Role and Sourcing of Natural Products
A series of excellent articles, coauthored by G. M. Cragg, D. J. Newman, and colleagues,1−5 has documented the invaluable role of NPs in drug discovery. Underlying evidence came from an extensive meta-analysis of the primary literature of all drugs, in or completing FDA-approved studies within a set time frame and classifying them according to their origin as NPs, inspired by NPs, analogues of these two classes, or from non-NP sources. These analyses have indicated that a high proportion of new drugs approved in Western countries in recent decades are, in some manner, connected to NPs. As primordial biosynthetic pathways endow Nature’s library of chemicals with an evolutionary advantage over man-made chemicals, NP libraries are keyed to Nature’s biochemistry and diversity and, thus, continue to be an attractive source6 for new bioactive agents, for both therapeutic and diagnostic uses. Moreover, the chemical diversity in NPs is tied intrinsically to the complexity of the metabolome contained in the source material.
Ultimately, both the discovery and the resupply of bioactive NPs depend on the availability of preparative-scale analytical methods having the capability of resolving the complex primary and secondary metabolomic mixtures that are typically isolated from the source organism, yielding a purified NP (NP in Figure 1), and eventually providing a well-characterized NP as a single chemical entity (SCE; Figure 1). It should be noted that, in the practice of NP chemistry research, a purified NP does not necessarily represent an SCE, but may only have been purified to the degree necessary, e.g., for structure elucidation or identification. A SCE may be defined as a substance for which all chemical, physical, and biological characteristics can be attributed to a single molecular structure. Accordingly, a NP becomes a SCE only after its singleton character has been demonstrated (high-purity NP). This is in line with practice for SCEs that are used and regulated as drugs: their purity plays a pivotal role in all pharmacopoeias worldwide. This topic has recently received global public attention when an isosorbide-5-mononitrate preparation containing pyrimethamine as an impurity caused the death of more than 100 patients in Pakistan.7 This tragedy demonstrates the importance of purity as a parameter for the safety of medicines, but also exemplifies that purity should never be ignored and always be part of quality control of drugs – and NPs.
Figure 1.
Progression of NP purification from a metabolomic mixture. The process involves repeated (n-times) preparative- and analytical-scale separation and, depending on the methods and n, results in a NP that is linked to varying residual complexity (RC), reflecting both its metabolomic heritage and the purification protocol. Subsequent analytical characterization including purity assessment is required to generate a fully quality controlled NP (cNP) or single chemical entity (SCE, Figure 2). The nearly 2000 publications evaluated employ bioassays to address screening of crude NPs, bioassay-guided fractionation, biological assessment of purified NPs, and detailed pharmacological investigation of, for example, structure–activity and structure–purity relationships (SARs and PARs, respectively; see text and Figure 2).

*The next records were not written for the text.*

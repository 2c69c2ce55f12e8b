//! Timeline trigger scheduler for forgebot.
//!
//! This crate provides:
//!
//! - **Triggers**: date, interval, and milestone conditions with their due policy
//! - **Trigger Registry**: in-memory, registration-ordered trigger storage
//! - **Scheduler**: the polling loop that invokes ceremonies for due triggers

pub mod error;
pub mod registry;
pub mod scheduler;
pub mod trigger;

pub use error::{SchedulerError, TriggerError};
pub use registry::TriggerRegistry;
pub use scheduler::{PollReport, TriggerScheduler};
pub use trigger::{MilestoneKind, TimelineTrigger, TriggerCondition, TriggerType};
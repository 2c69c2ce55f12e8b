//! Timeline trigger definitions and their due policy.
//!
//! A trigger pairs a condition (a date passing, an interval elapsing, or a
//! milestone being crossed) with the ceremony to invoke when it holds. The
//! condition is a closed tagged enum, so a trigger's type and its data can
//! never disagree.
//!
//! Date and milestone triggers are level-triggered: once their condition
//! holds they are due on every evaluation until disabled. Nothing here
//! disables a trigger after it fires.

use crate::error::TriggerError;
use chrono::{DateTime, Utc};
use forgebot_core::{ActionKey, Payload, TriggerId};
use serde::{Deserialize, Serialize};
use std::fmt;
use std::time::Duration;

/// The type of trigger.
#[derive(Debug, Clone, Copy, PartialEq, Eq, Hash, Serialize, Deserialize)]
#[serde(rename_all = "snake_case")]
pub enum TriggerType {
    /// Fires once an absolute instant has passed.
    Date,
    /// Fires whenever an interval has elapsed since the last firing.
    Interval,
    /// Fires while an externally tracked value is at or above a threshold.
    Milestone,
}

impl TriggerType {
    /// Returns the snake_case name of the type.
    #[must_use]
    pub fn as_str(&self) -> &'static str {
        match self {
            Self::Date => "date",
            Self::Interval => "interval",
            Self::Milestone => "milestone",
        }
    }
}

impl fmt::Display for TriggerType {
    fn fmt(&self, f: &mut fmt::Formatter<'_>) -> fmt::Result {
        f.write_str(self.as_str())
    }
}

/// What a milestone trigger measures.
#[derive(Debug, Clone, Copy, PartialEq, Eq, Hash, Serialize, Deserialize)]
#[serde(rename_all = "snake_case")]
pub enum MilestoneKind {
    /// Number of active sponsors.
    SponsorCount,
    /// Recurring revenue.
    RevenueThreshold,
    /// Count of elapsed anniversaries.
    DateAnniversary,
}

/// The condition under which a trigger is due.
#[derive(Debug, Clone, PartialEq, Serialize, Deserialize)]
#[serde(tag = "type", rename_all = "snake_case")]
pub enum TriggerCondition {
    /// Due once `scheduled_date` has passed.
    Date {
        /// The instant after which the trigger is due.
        scheduled_date: DateTime<Utc>,
        /// Informational only; comparisons use absolute instants.
        #[serde(default, skip_serializing_if = "Option::is_none")]
        timezone: Option<String>,
    },
    /// Due when never fired, or when `interval` has elapsed since `last_fired`.
    Interval {
        /// Minimum time between firings.
        #[serde(rename = "interval_ms", with = "forgebot_core::millis")]
        interval: Duration,
        /// When the trigger last fired successfully.
        #[serde(default, skip_serializing_if = "Option::is_none")]
        last_fired: Option<DateTime<Utc>>,
    },
    /// Due while `current_value` is recorded, non-zero, and at least `threshold`.
    Milestone {
        /// What is being measured.
        kind: MilestoneKind,
        /// Value at which the milestone is reached.
        threshold: f64,
        /// Latest externally reported value.
        #[serde(default, skip_serializing_if = "Option::is_none")]
        current_value: Option<f64>,
    },
}

impl TriggerCondition {
    /// Returns the trigger type for this condition.
    #[must_use]
    pub fn trigger_type(&self) -> TriggerType {
        match self {
            Self::Date { .. } => TriggerType::Date,
            Self::Interval { .. } => TriggerType::Interval,
            Self::Milestone { .. } => TriggerType::Milestone,
        }
    }

    /// Evaluates the condition against `now`.
    #[must_use]
    pub fn is_due(&self, now: DateTime<Utc>) -> bool {
        match self {
            Self::Date { scheduled_date, .. } => now >= *scheduled_date,
            Self::Interval {
                interval,
                last_fired,
            } => match last_fired {
                None => true,
                // A last firing later than `now` yields a negative delta, which
                // `to_std` rejects: not due.
                Some(last) => (now - *last)
                    .to_std()
                    .is_ok_and(|elapsed| elapsed >= *interval),
            },
            Self::Milestone {
                threshold,
                current_value,
                ..
            } => match current_value {
                // Zero counts as "no value recorded yet".
                Some(value) if *value != 0.0 => *value >= *threshold,
                _ => false,
            },
        }
    }
}

/// A timeline trigger definition.
#[derive(Debug, Clone, PartialEq, Serialize, Deserialize)]
pub struct TimelineTrigger {
    /// Unique, stable identifier.
    pub id: TriggerId,
    /// Display name.
    pub name: String,
    /// Whether the scheduler evaluates this trigger.
    #[serde(default = "default_enabled")]
    pub enabled: bool,
    /// When the trigger is due.
    pub condition: TriggerCondition,
    /// The ceremony to invoke.
    pub action_key: ActionKey,
    /// Data passed through to the ceremony unexamined.
    #[serde(default)]
    pub payload: Payload,
}

fn default_enabled() -> bool {
    true
}

impl TimelineTrigger {
    /// Creates an enabled trigger with an empty payload.
    #[must_use]
    pub fn new(
        id: impl Into<TriggerId>,
        name: impl Into<String>,
        condition: TriggerCondition,
        action_key: impl Into<ActionKey>,
    ) -> Self {
        Self {
            id: id.into(),
            name: name.into(),
            enabled: true,
            condition,
            action_key: action_key.into(),
            payload: Payload::new(),
        }
    }

    /// Creates a date trigger.
    #[must_use]
    pub fn date(
        id: impl Into<TriggerId>,
        name: impl Into<String>,
        scheduled_date: DateTime<Utc>,
        action_key: impl Into<ActionKey>,
    ) -> Self {
        Self::new(
            id,
            name,
            TriggerCondition::Date {
                scheduled_date,
                timezone: None,
            },
            action_key,
        )
    }

    /// Creates an interval trigger that has never fired.
    #[must_use]
    pub fn interval(
        id: impl Into<TriggerId>,
        name: impl Into<String>,
        interval: Duration,
        action_key: impl Into<ActionKey>,
    ) -> Self {
        Self::new(
            id,
            name,
            TriggerCondition::Interval {
                interval,
                last_fired: None,
            },
            action_key,
        )
    }

    /// Creates a milestone trigger with no recorded value.
    #[must_use]
    pub fn milestone(
        id: impl Into<TriggerId>,
        name: impl Into<String>,
        kind: MilestoneKind,
        threshold: f64,
        action_key: impl Into<ActionKey>,
    ) -> Self {
        Self::new(
            id,
            name,
            TriggerCondition::Milestone {
                kind,
                threshold,
                current_value: None,
            },
            action_key,
        )
    }

    /// Sets the payload.
    #[must_use]
    pub fn with_payload(mut self, payload: Payload) -> Self {
        self.payload = payload;
        self
    }

    /// Returns the trigger type.
    #[must_use]
    pub fn trigger_type(&self) -> TriggerType {
        self.condition.trigger_type()
    }

    /// Returns whether the trigger is enabled and its condition holds at `now`.
    #[must_use]
    pub fn is_due(&self, now: DateTime<Utc>) -> bool {
        self.enabled && self.condition.is_due(now)
    }

    /// Enables this trigger.
    pub fn enable(&mut self) {
        self.enabled = true;
    }

    /// Disables this trigger.
    pub fn disable(&mut self) {
        self.enabled = false;
    }

    /// Records a successful firing at `now`.
    ///
    /// Only interval triggers keep firing state; other types are unchanged.
    pub fn record_fired(&mut self, now: DateTime<Utc>) {
        if let TriggerCondition::Interval { last_fired, .. } = &mut self.condition {
            *last_fired = Some(now);
        }
    }

    /// Replaces the recorded value of a milestone trigger.
    ///
    /// # Errors
    ///
    /// Returns `NotAMilestone` if this is not a milestone trigger.
    pub fn set_milestone_value(&mut self, value: f64) -> Result<(), TriggerError> {
        match &mut self.condition {
            TriggerCondition::Milestone { current_value, .. } => {
                *current_value = Some(value);
                Ok(())
            }
            other => Err(TriggerError::NotAMilestone {
                id: self.id.clone(),
                actual: other.trigger_type(),
            }),
        }
    }
}
//! Error handling foundation for forgebot.
//!
//! This module provides only the `Result` type alias using rootcause.
//! Each crate defines its own domain-specific error types in their own
//! error modules, using rootcause's `.context()` to add layer-appropriate
//! context as errors propagate up the stack.

use rootcause::Report;

/// A Result type alias using rootcause's Report for error handling.
///
/// Each layer adds its own context via `.context()` as errors propagate.
pub type Result<T, C = ()> = std::result::Result<T, Report<C>>;
//! Error types for the scheduler crate.
//!
//! Errors are designed for layered context using rootcause:
//! - `TriggerError`: Errors from trigger and registry operations
//! - `SchedulerError`: Errors from the polling loop itself

use crate::trigger::TriggerType;
use forgebot_core::TriggerId;
use std::fmt;

/// Errors from trigger operations.
#[derive(Debug, Clone, PartialEq, Eq)]
pub enum TriggerError {
    /// Trigger not found.
    NotFound { id: TriggerId },
    /// A milestone operation was applied to a trigger of another type.
    NotAMilestone { id: TriggerId, actual: TriggerType },
}

impl fmt::Display for TriggerError {
    fn fmt(&self, f: &mut fmt::Formatter<'_>) -> fmt::Result {
        match self {
            Self::NotFound { id } => write!(f, "trigger not found: {id}"),
            Self::NotAMilestone { id, actual } => {
                write!(f, "trigger {id} is a {actual} trigger, not a milestone")
            }
        }
    }
}

impl std::error::Error for TriggerError {}

/// Errors from the scheduler loop.
#[derive(Debug, Clone, PartialEq, Eq)]
pub enum SchedulerError {
    /// The polling loop ended abnormally.
    LoopTerminated { reason: String },
}

impl fmt::Display for SchedulerError {
    fn fmt(&self, f: &mut fmt::Formatter<'_>) -> fmt::Result {
        match self {
            Self::LoopTerminated { reason } => {
                write!(f, "timeline trigger loop terminated: {reason}")
            }
        }
    }
}

impl std::error::Error for SchedulerError {}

The majority of pure NPs represent rare chemicals of extremely limited supply. Frequently, particularly in the case of newly reported structures, such compounds are also unique commodities and are only immediately available from a single source, namely, the original investigators, or by re-isolation. Practitioners of NP chemistry can generally observe additional factors that contribute to the exclusivity of NP samples: (i) their consumption in the bioassay systems of contemporary NP research programs; (ii) a general trend to smaller sample sizes, leading to smaller yields; (iii) the frequently unfavorable consistency of small-scale isolation products, and (iv) the practical challenges of handling small samples for distribution, such as precise weighing in the submilligram range.
Considering both commercial and noncommercial/academic sources and supply chains, most pure NP compounds can be traced back ultimately to crude natural materials (extracts) that require various purification steps before being considered “pure”. Consequently, “pure” NPs carry a natural signature in the form of a characteristic impurity profile called residual complexity (RC), which originates ultimately from the biosynthetic cocktail(s) of the producing organism(s).8 As a result of the authors’ own experience, the often elaborate purification process potentially adds unwanted “tracer” components to the purified NP, such as sorbents, laboratory pollutants, residual solvents, or other chemicals, which can evade detection by the analytical methods used. These considerations also affect studies with a biological or pharmacological focus that utilize as tools NPs, which might be acquired from outside sources. Most such studies generally consider NPs as “fine chemicals” rather than a material derived from Nature. Exceptions may be compounds obtained by (semi)synthesis, a process typically only accomplished at an advanced discovery stage and for select NPs. Even in these instances, as minor congeners potentially can undergo the same reaction, carryover of minor components (commonly analogues) through semisynthetic schemes has to be considered.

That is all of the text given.